### AIM OF THE TASK
Whenever a line in the entries below contains "UserId", copy that line.

### DATA FOR ANALYSIS
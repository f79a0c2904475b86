//! Bearer-token authentication helpers used by HTTP handlers.
//!
//! Keep the HTTP modules focused on request/response mapping by concentrating
//! token checks and user identity derivation here.

use actix_web::{dev::Payload, web, FromRequest, HttpRequest};
use std::future::{ready, Ready};

use crate::auth::TokenError;
use crate::domain::ports::UserRepository;
use crate::domain::{Error, Role, User, UserId};

use super::error::map_user_store_error;
use super::state::HttpState;

/// Identity asserted by a verified access token.
///
/// The role here is whatever the token was issued with. Authorisation
/// decisions must consult the store via [`require_admin`] because the stored
/// role may have changed since the token was signed.
#[derive(Debug, Clone, Copy, PartialEq, Eq)]
pub struct AuthContext {
    user_id: UserId,
    claimed_role: Role,
}

impl AuthContext {
    /// Identifier of the authenticated account.
    #[must_use]
    pub fn user_id(&self) -> UserId {
        self.user_id
    }

    /// Role recorded in the token at issue time.
    #[must_use]
    pub fn claimed_role(&self) -> Role {
        self.claimed_role
    }

    fn extract(req: &HttpRequest) -> Result<Self, Error> {
        let state = req
            .app_data::<web::Data<HttpState>>()
            .ok_or_else(|| Error::internal("http state not configured"))?;
        let header = req
            .headers()
            .get(actix_web::http::header::AUTHORIZATION)
            .ok_or_else(|| Error::unauthorized("missing bearer token"))?;
        let token = header
            .to_str()
            .ok()
            .and_then(|value| value.strip_prefix("Bearer "))
            .ok_or_else(|| Error::unauthorized("malformed authorization header"))?;
        let claims = state.tokens.verify(token).map_err(|error| match error {
            TokenError::Expired => Error::unauthorized("token has expired"),
            _ => Error::unauthorized("token is invalid"),
        })?;
        Ok(Self {
            user_id: claims.user_id(),
            claimed_role: claims.role,
        })
    }
}

impl FromRequest for AuthContext {
    type Error = actix_web::Error;
    type Future = Ready<Result<Self, Self::Error>>;

    fn from_request(req: &HttpRequest, _payload: &mut Payload) -> Self::Future {
        ready(Self::extract(req).map_err(Into::into))
    }
}

/// Load the authenticated account from the store.
///
/// Returns `401 Unauthorized` when the account behind a still-valid token has
/// been deleted.
pub async fn current_user(auth: &AuthContext, users: &dyn UserRepository) -> Result<User, Error> {
    users
        .find_by_id(auth.user_id())
        .await
        .map_err(map_user_store_error)?
        .ok_or_else(|| Error::unauthorized("account no longer exists"))
}

/// Load the authenticated account and require its stored role to be admin.
///
/// The role claim inside the token is deliberately ignored: a demotion takes
/// effect on the next request, not at the next token refresh.
pub async fn require_admin(auth: &AuthContext, users: &dyn UserRepository) -> Result<User, Error> {
    let user = current_user(auth, users).await?;
    if user.role().is_admin() {
        Ok(user)
    } else {
        Err(Error::forbidden("administrator role required"))
    }
}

### REPLY TO THE TASK
use crate::domain::{Error, Role, User, UserId};
    user_id: UserId,
    pub fn user_id(&self) -> UserId {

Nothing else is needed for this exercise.